Going through the entries, how many lines include the string "RateLimited"? Answer only with the number.
Start of Extracted information
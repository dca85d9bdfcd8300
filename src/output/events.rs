//! Leveled crawl events and the sinks that consume them
//!
//! The crawl core never formats log lines itself. It emits [`CrawlEvent`]s,
//! each carrying its own [`Verbosity`], and an [`EventSink`] decides what to
//! do with them.

use crate::crawler::RejectReason;
use std::fmt;
use std::sync::{Mutex, PoisonError};
use std::time::Duration;

/// Tracing target for rejection-detail events (verbosity 3)
pub const DETAIL_TARGET: &str = "polite_crawler::detail";

/// Verbosity level of an event; higher is chattier
#[derive(Debug, Clone, Copy, PartialEq, Eq, PartialOrd, Ord, Hash)]
pub enum Verbosity {
    /// Crawl start/finish summaries
    Summary = 0,
    /// Per-task timing and rate-limit waits
    Task = 1,
    /// Queue depth and enqueue decisions
    Queue = 2,
    /// Rejection reasons
    Detail = 3,
}

/// Something that happened during a crawl
#[derive(Debug, Clone, PartialEq)]
pub enum CrawlEvent {
    CrawlStarted {
        seed: String,
        user_agent: String,
        tasks_per: u32,
        per_unit: Duration,
        ignore_queries: bool,
        workers: usize,
    },
    PolicyUnavailable {
        robots_url: String,
        cause: String,
    },
    RateLimited {
        url: String,
        wait: Duration,
    },
    TaskStarted {
        url: String,
    },
    TaskFinished {
        url: String,
        status: u16,
        links: usize,
        elapsed: Duration,
    },
    NotHtml {
        url: String,
        content_type: String,
    },
    FetchFailed {
        url: String,
        status: Option<u16>,
        cause: String,
    },
    RetryDeferred {
        url: String,
    },
    QueueDepth {
        remaining: usize,
    },
    Enqueued {
        url: String,
    },
    Rejected {
        url: String,
        reason: RejectReason,
    },
    Malformed {
        raw: String,
        error: String,
    },
    ShutdownRequested,
    CrawlFinished {
        visited: usize,
        elapsed: Duration,
    },
}

impl CrawlEvent {
    /// The verbosity at which this event is reported
    pub fn level(&self) -> Verbosity {
        match self {
            Self::CrawlStarted { .. }
            | Self::PolicyUnavailable { .. }
            | Self::ShutdownRequested
            | Self::CrawlFinished { .. } => Verbosity::Summary,
            Self::RateLimited { .. }
            | Self::TaskStarted { .. }
            | Self::TaskFinished { .. }
            | Self::NotHtml { .. }
            | Self::FetchFailed { .. }
            | Self::RetryDeferred { .. } => Verbosity::Task,
            Self::QueueDepth { .. } | Self::Enqueued { .. } => Verbosity::Queue,
            Self::Rejected { .. } | Self::Malformed { .. } => Verbosity::Detail,
        }
    }

    /// The URL the event is about, if any
    pub fn url(&self) -> Option<&str> {
        match self {
            Self::CrawlStarted { seed, .. } => Some(seed),
            Self::PolicyUnavailable { robots_url, .. } => Some(robots_url),
            Self::RateLimited { url, .. }
            | Self::TaskStarted { url }
            | Self::TaskFinished { url, .. }
            | Self::NotHtml { url, .. }
            | Self::FetchFailed { url, .. }
            | Self::RetryDeferred { url }
            | Self::Enqueued { url }
            | Self::Rejected { url, .. } => Some(url),
            Self::Malformed { raw, .. } => Some(raw),
            Self::QueueDepth { .. } | Self::ShutdownRequested | Self::CrawlFinished { .. } => None,
        }
    }

    /// The rejection reason, for rejection events
    pub fn reason(&self) -> Option<RejectReason> {
        match self {
            Self::Rejected { reason, .. } => Some(*reason),
            _ => None,
        }
    }
}

impl fmt::Display for CrawlEvent {
    fn fmt(&self, f: &mut fmt::Formatter<'_>) -> fmt::Result {
        match self {
            Self::CrawlStarted {
                seed,
                user_agent,
                tasks_per,
                per_unit,
                ignore_queries,
                workers,
            } => write!(
                f,
                "Crawling {} as '{}': {} task(s) per {:?}, ignore queries: {}, workers: {}",
                seed, user_agent, tasks_per, per_unit, ignore_queries, workers
            ),
            Self::PolicyUnavailable { robots_url, cause } => write!(
                f,
                "Robots policy {} unavailable ({}), allowing everything",
                robots_url, cause
            ),
            Self::RateLimited { url, wait } => write!(f, "Waiting {:?} before {}", wait, url),
            Self::TaskStarted { url } => write!(f, "Fetching {}", url),
            Self::TaskFinished {
                url,
                status,
                links,
                elapsed,
            } => write!(
                f,
                "Fetched {} (HTTP {}, {} links) in {:?}",
                url, status, links, elapsed
            ),
            Self::NotHtml { url, content_type } => {
                write!(f, "Skipping links of {}: content type '{}'", url, content_type)
            }
            Self::FetchFailed {
                url,
                status: Some(status),
                cause,
            } => write!(f, "Error {} while crawling {}: {}", status, url, cause),
            Self::FetchFailed {
                url,
                status: None,
                cause,
            } => write!(f, "Error while crawling {}: {}", url, cause),
            Self::RetryDeferred { url } => write!(f, "Deferring one more attempt at {}", url),
            Self::QueueDepth { remaining } => write!(f, "{} url(s) in queue", remaining),
            Self::Enqueued { url } => write!(f, "Adding {}", url),
            Self::Rejected { url, reason } => write!(f, "Skipping {} ({})", url, reason),
            Self::Malformed { raw, error } => write!(f, "Dropping malformed URL {}: {}", raw, error),
            Self::ShutdownRequested => write!(f, "Shutdown requested, draining in-flight tasks"),
            Self::CrawlFinished { visited, elapsed } => {
                write!(f, "Crawl finished: {} url(s) visited in {:?}", visited, elapsed)
            }
        }
    }
}

/// Consumer of crawl events
///
/// Any sink (console, file, no-op) implements this; the crawler holds it as
/// `Arc<dyn EventSink>` and shares it between workers.
pub trait EventSink: Send + Sync {
    fn emit(&self, event: &CrawlEvent);
}

/// Forwards events to `tracing`
///
/// Summary events log at `info`, task events at `debug`, queue events at
/// `trace`, rejection details at `trace` on [`DETAIL_TARGET`]. Fetch
/// failures and an unavailable robots policy log at `warn`.
#[derive(Debug, Default, Clone, Copy)]
pub struct TracingSink;

impl EventSink for TracingSink {
    fn emit(&self, event: &CrawlEvent) {
        let url = event.url().unwrap_or_default();
        match event {
            CrawlEvent::FetchFailed { .. } | CrawlEvent::PolicyUnavailable { .. } => {
                tracing::warn!(url, "{}", event)
            }
            CrawlEvent::Rejected { reason, .. } => {
                tracing::trace!(target: DETAIL_TARGET, url, reason = %reason, "{}", event)
            }
            _ => match event.level() {
                Verbosity::Summary => tracing::info!("{}", event),
                Verbosity::Task => tracing::debug!(url, "{}", event),
                Verbosity::Queue => tracing::trace!(url, "{}", event),
                Verbosity::Detail => tracing::trace!(target: DETAIL_TARGET, url, "{}", event),
            },
        }
    }
}

/// Discards every event
#[derive(Debug, Default, Clone, Copy)]
pub struct NullSink;

impl EventSink for NullSink {
    fn emit(&self, _event: &CrawlEvent) {}
}

/// Keeps every event in memory
#[derive(Debug, Default)]
pub struct MemorySink {
    events: Mutex<Vec<CrawlEvent>>,
}

impl MemorySink {
    pub fn new() -> Self {
        Self::default()
    }

    /// A copy of all events received so far
    pub fn events(&self) -> Vec<CrawlEvent> {
        self.events
            .lock()
            .unwrap_or_else(PoisonError::into_inner)
            .clone()
    }

    /// Events at or below `max` verbosity
    pub fn events_up_to(&self, max: Verbosity) -> Vec<CrawlEvent> {
        self.events()
            .into_iter()
            .filter(|event| event.level() <= max)
            .collect()
    }

    /// `(url, reason)` for every rejection received so far
    pub fn rejections(&self) -> Vec<(String, RejectReason)> {
        self.events()
            .iter()
            .filter_map(|event| match event {
                CrawlEvent::Rejected { url, reason } => Some((url.clone(), *reason)),
                _ => None,
            })
            .collect()
    }
}

impl EventSink for MemorySink {
    fn emit(&self, event: &CrawlEvent) {
        self.events
            .lock()
            .unwrap_or_else(PoisonError::into_inner)
            .push(event.clone());
    }
}
use crate::crawler::MAX_PER_UNIT;
use crate::url::ScopeMode;
use crate::ConfigError;
use serde::Deserialize;
use std::time::Duration;

/// Main configuration structure for the crawler
#[derive(Debug, Clone, Default, Deserialize)]
#[serde(deny_unknown_fields)]
pub struct Config {
    #[serde(default)]
    pub crawler: CrawlerConfig,
    #[serde(default)]
    pub fetch: FetchConfig,
}

impl Config {
    /// The user agent as matched against robots.txt groups
    ///
    /// An empty agent string stands for every agent.
    pub fn effective_user_agent(&self) -> String {
        let agent = self.crawler.user_agent.trim();
        if agent.is_empty() {
            "*".to_string()
        } else {
            agent.to_string()
        }
    }
}

/// Crawl behavior configuration
#[derive(Debug, Clone, Deserialize)]
#[serde(default, rename_all = "kebab-case", deny_unknown_fields)]
pub struct CrawlerConfig {
    /// URL the crawl starts from; may instead be given on the command line
    pub seed: Option<String>,

    /// Identifies the crawler to servers and to robots.txt
    pub user_agent: String,

    /// Location of the robots file, resolved against the seed.
    /// Empty disables robots handling entirely.
    pub robots_file: String,

    /// Maximum task starts within any `per-unit` window
    pub tasks_per: u32,

    /// Window length in seconds
    pub per_unit: f64,

    /// Drop query strings during canonicalization
    pub ignore_queries: bool,

    /// Number of concurrent fetch workers
    pub workers: usize,

    /// How discovered authorities are matched against the seed
    pub scope: ScopeMode,

    /// Re-queue a URL once after a timeout, connection failure, 429 or 5xx
    pub retry_transient: bool,
}

impl Default for CrawlerConfig {
    fn default() -> Self {
        Self {
            seed: None,
            user_agent: format!("polite-crawler/{}", env!("CARGO_PKG_VERSION")),
            robots_file: "robots.txt".to_string(),
            tasks_per: 1,
            per_unit: 1.0,
            ignore_queries: false,
            workers: 1,
            scope: ScopeMode::default(),
            retry_transient: false,
        }
    }
}

impl CrawlerConfig {
    /// The rate window as a [`Duration`]
    pub fn per_unit_duration(&self) -> Result<Duration, ConfigError> {
        if !(self.per_unit.is_finite() && self.per_unit > 0.0) {
            return Err(ConfigError::Validation(format!(
                "per-unit must be a positive number of seconds, got {}",
                self.per_unit
            )));
        }
        match Duration::try_from_secs_f64(self.per_unit) {
            Ok(per_unit) if per_unit <= MAX_PER_UNIT => Ok(per_unit),
            _ => Err(ConfigError::Validation(format!(
                "per-unit must be at most {} seconds, got {}",
                MAX_PER_UNIT.as_secs(),
                self.per_unit
            ))),
        }
    }

    /// The robots file location, unless robots handling is disabled
    pub fn robots_file(&self) -> Option<&str> {
        let file = self.robots_file.trim();
        (!file.is_empty()).then_some(file)
    }
}

/// HTTP client settings
#[derive(Debug, Clone, Deserialize)]
#[serde(default, rename_all = "kebab-case", deny_unknown_fields)]
pub struct FetchConfig {
    /// Whole-request timeout in seconds
    pub timeout_secs: u64,

    /// TCP/TLS connect timeout in seconds
    pub connect_timeout_secs: u64,
}

impl Default for FetchConfig {
    fn default() -> Self {
        Self {
            timeout_secs: 30,
            connect_timeout_secs: 10,
        }
    }
}

impl FetchConfig {
    pub fn timeout(&self) -> Duration {
        Duration::from_secs(self.timeout_secs)
    }

    pub fn connect_timeout(&self) -> Duration {
        Duration::from_secs(self.connect_timeout_secs)
    }
}

/// Values supplied on the command line, applied over the file
///
/// `None` leaves the file value alone. Boolean switches can only turn a
/// setting on.
#[derive(Debug, Clone, Default)]
pub struct ConfigOverrides {
    pub seed: Option<String>,
    pub user_agent: Option<String>,
    pub robots_file: Option<String>,
    pub no_robots: bool,
    pub tasks_per: Option<u32>,
    pub per_unit: Option<f64>,
    pub ignore_queries: bool,
    pub workers: Option<usize>,
    pub scope: Option<ScopeMode>,
    pub retry_transient: bool,
}

impl ConfigOverrides {
    /// Applies these overrides to `config`
    pub fn apply(self, config: &mut Config) {
        let crawler = &mut config.crawler;
        if let Some(seed) = self.seed {
            crawler.seed = Some(seed);
        }
        if let Some(user_agent) = self.user_agent {
            crawler.user_agent = user_agent;
        }
        if let Some(robots_file) = self.robots_file {
            crawler.robots_file = robots_file;
        }
        if self.no_robots {
            crawler.robots_file.clear();
        }
        if let Some(tasks_per) = self.tasks_per {
            crawler.tasks_per = tasks_per;
        }
        if let Some(per_unit) = self.per_unit {
            crawler.per_unit = per_unit;
        }
        if let Some(workers) = self.workers {
            crawler.workers = workers;
        }
        if let Some(scope) = self.scope {
            crawler.scope = scope;
        }
        crawler.ignore_queries |= self.ignore_queries;
        crawler.retry_transient |= self.retry_transient;
    }
}
//! HTTP fetcher implementation
//!
//! This module handles all page requests for the crawler:
//! - Building the HTTP client with the configured user agent and timeouts
//! - GET requests, following redirects
//! - Content-Type checks so only HTML bodies are parsed
//! - Classifying failures as transient or permanent

use crate::config::FetchConfig;
use reqwest::header::CONTENT_TYPE;
use reqwest::{Client, StatusCode};

/// Result of a fetch operation
#[derive(Debug)]
pub enum FetchResult {
    /// Fetched an HTML page
    Success {
        /// Final URL after redirects, used as the base for relative links
        final_url: String,
        status_code: u16,
        body: String,
    },

    /// The response was not HTML and yields no links
    NotHtml {
        status_code: u16,
        content_type: String,
    },

    /// The server answered with a non-success status
    HttpError {
        status_code: u16,
        /// 429 and 5xx may succeed later
        transient: bool,
    },

    /// No usable response (connection refused, timeout, bad body, ...)
    NetworkError {
        error: String,
        /// Timeouts and connection failures may succeed later
        transient: bool,
    },
}

impl FetchResult {
    /// Whether a later attempt could plausibly succeed
    pub fn is_transient(&self) -> bool {
        match self {
            Self::HttpError { transient, .. } | Self::NetworkError { transient, .. } => *transient,
            Self::Success { .. } | Self::NotHtml { .. } => false,
        }
    }

    /// The HTTP status, if a response was received
    pub fn status_code(&self) -> Option<u16> {
        match self {
            Self::Success { status_code, .. }
            | Self::NotHtml { status_code, .. }
            | Self::HttpError { status_code, .. } => Some(*status_code),
            Self::NetworkError { .. } => None,
        }
    }
}

/// Builds an HTTP client with proper configuration
///
/// # Arguments
///
/// * `config` - Timeouts for each request
/// * `user_agent` - Sent as the `User-Agent` header on every request
///
/// # Returns
///
/// * `Ok(Client)` - Successfully built HTTP client
/// * `Err(reqwest::Error)` - Failed to build client
///
/// # Example
///
/// ```no_run
/// use polite_crawler::config::FetchConfig;
/// use polite_crawler::crawler::build_http_client;
///
/// let client = build_http_client(&FetchConfig::default(), "PoliteCrawler/1.0").unwrap();
/// ```
pub fn build_http_client(config: &FetchConfig, user_agent: &str) -> Result<Client, reqwest::Error> {
    Client::builder()
        .user_agent(user_agent)
        .timeout(config.timeout())
        .connect_timeout(config.connect_timeout())
        .gzip(true)
        .brotli(true)
        .build()
}

/// Fetches a URL and classifies the outcome
///
/// # Outcomes
///
/// | Condition | Result | Transient |
/// |-----------|--------|-----------|
/// | 2xx with HTML or no Content-Type | Success | - |
/// | 2xx with another Content-Type | NotHtml | - |
/// | HTTP 429, 5xx | HttpError | yes |
/// | Other 4xx, 3xx left unresolved | HttpError | no |
/// | Timeout, connection failure | NetworkError | yes |
/// | Anything else | NetworkError | no |
///
/// Never fails outright: every error becomes a [`FetchResult`] so one bad
/// page cannot abort the crawl.
pub async fn fetch_url(client: &Client, url: &str) -> FetchResult {
    let response = match client.get(url).send().await {
        Ok(response) => response,
        Err(e) => return classify_error(&e),
    };

    let status = response.status();
    let final_url = response.url().to_string();

    if !status.is_success() {
        return FetchResult::HttpError {
            status_code: status.as_u16(),
            transient: is_transient_status(status),
        };
    }

    let content_type = response
        .headers()
        .get(CONTENT_TYPE)
        .and_then(|v| v.to_str().ok())
        .unwrap_or("")
        .to_string();

    if !is_html(&content_type) {
        return FetchResult::NotHtml {
            status_code: status.as_u16(),
            content_type,
        };
    }

    match response.text().await {
        Ok(body) => FetchResult::Success {
            final_url,
            status_code: status.as_u16(),
            body,
        },
        Err(e) => classify_error(&e),
    }
}

fn classify_error(error: &reqwest::Error) -> FetchResult {
    if error.is_timeout() {
        FetchResult::NetworkError {
            error: "Request timeout".to_string(),
            transient: true,
        }
    } else if error.is_connect() {
        FetchResult::NetworkError {
            error: format!("Connection failed: {}", error),
            transient: true,
        }
    } else {
        FetchResult::NetworkError {
            error: error.to_string(),
            transient: false,
        }
    }
}

fn is_transient_status(status: StatusCode) -> bool {
    status == StatusCode::TOO_MANY_REQUESTS || status.is_server_error()
}

/// A missing Content-Type is parsed as HTML
fn is_html(content_type: &str) -> bool {
    let mime = content_type
        .split(';')
        .next()
        .unwrap_or("")
        .trim()
        .to_ascii_lowercase();
    mime.is_empty() || mime == "text/html" || mime == "application/xhtml+xml"
}
//! Output module for crawl events and results
//!
//! This module handles:
//! - The leveled event interface the crawl core reports through
//! - Crawl statistics and their console summary
//! - Writing the visited URL set

mod events;
pub mod stats;

pub use events::{CrawlEvent, EventSink, MemorySink, NullSink, TracingSink, Verbosity, DETAIL_TARGET};
pub use stats::{print_statistics, CrawlStatistics, StatsRecorder};

use crate::crawler::CrawlReport;
use std::io::{self, Write};
use std::path::Path;

/// Writes the visited URLs, one per line
pub fn write_visited<W: Write>(report: &CrawlReport, mut out: W) -> io::Result<()> {
    for url in &report.visited {
        writeln!(out, "{}", url)?;
    }
    out.flush()
}

/// Writes the visited URLs to a file, replacing it if it exists
pub fn write_visited_to_file(report: &CrawlReport, path: &Path) -> io::Result<()> {
    let file = std::fs::File::create(path)?;
    write_visited(report, io::BufWriter::new(file))
}
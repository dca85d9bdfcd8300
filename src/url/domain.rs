use serde::Deserialize;
use url::{Position, Url};

/// How strictly a candidate authority must match the seed authority
#[derive(Debug, Clone, Copy, PartialEq, Eq, Default, Deserialize)]
#[serde(rename_all = "lowercase")]
pub enum ScopeMode {
    /// Either authority may be a plain string suffix of the other.
    ///
    /// This admits `blog.example.com` for seed `example.com` and the reverse,
    /// but also `notexample.com` for seed `example.com`.
    #[default]
    Suffix,

    /// Equal authorities, or one is a dot-separated subdomain of the other.
    Subdomain,
}

/// Extracts the authority (`userinfo@host:port`) of a URL
///
/// Hosts are lowercased by the URL parser; default ports are dropped.
///
/// # Examples
///
/// ```
/// use url::Url;
/// use polite_crawler::url::extract_authority;
///
/// let url = Url::parse("https://EXAMPLE.COM:8080/path").unwrap();
/// assert_eq!(extract_authority(&url), Some("example.com:8080".to_string()));
///
/// let url = Url::parse("https://example.com:443/path").unwrap();
/// assert_eq!(extract_authority(&url), Some("example.com".to_string()));
/// ```
pub fn extract_authority(url: &Url) -> Option<String> {
    if !url.has_host() {
        return None;
    }
    let authority = &url[Position::BeforeUsername..Position::AfterPort];
    (!authority.is_empty()).then(|| authority.to_string())
}

/// Checks whether `candidate` falls inside the crawl scope of `seed`
///
/// # Examples
///
/// ```
/// use polite_crawler::url::{authority_in_scope, ScopeMode};
///
/// assert!(authority_in_scope("example.com", "blog.example.com", ScopeMode::Suffix));
/// assert!(authority_in_scope("blog.example.com", "example.com", ScopeMode::Suffix));
/// assert!(authority_in_scope("example.com", "notexample.com", ScopeMode::Suffix));
/// assert!(!authority_in_scope("example.com", "notexample.com", ScopeMode::Subdomain));
/// ```
pub fn authority_in_scope(seed: &str, candidate: &str, mode: ScopeMode) -> bool {
    if seed == candidate {
        return true;
    }

    match mode {
        ScopeMode::Suffix => seed.ends_with(candidate) || candidate.ends_with(seed),
        ScopeMode::Subdomain => is_subdomain(candidate, seed) || is_subdomain(seed, candidate),
    }
}

fn is_subdomain(child: &str, parent: &str) -> bool {
    child
        .strip_suffix(parent)
        .map_or(false, |prefix| prefix.ends_with('.'))
}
End of Extracted information
Task response - 4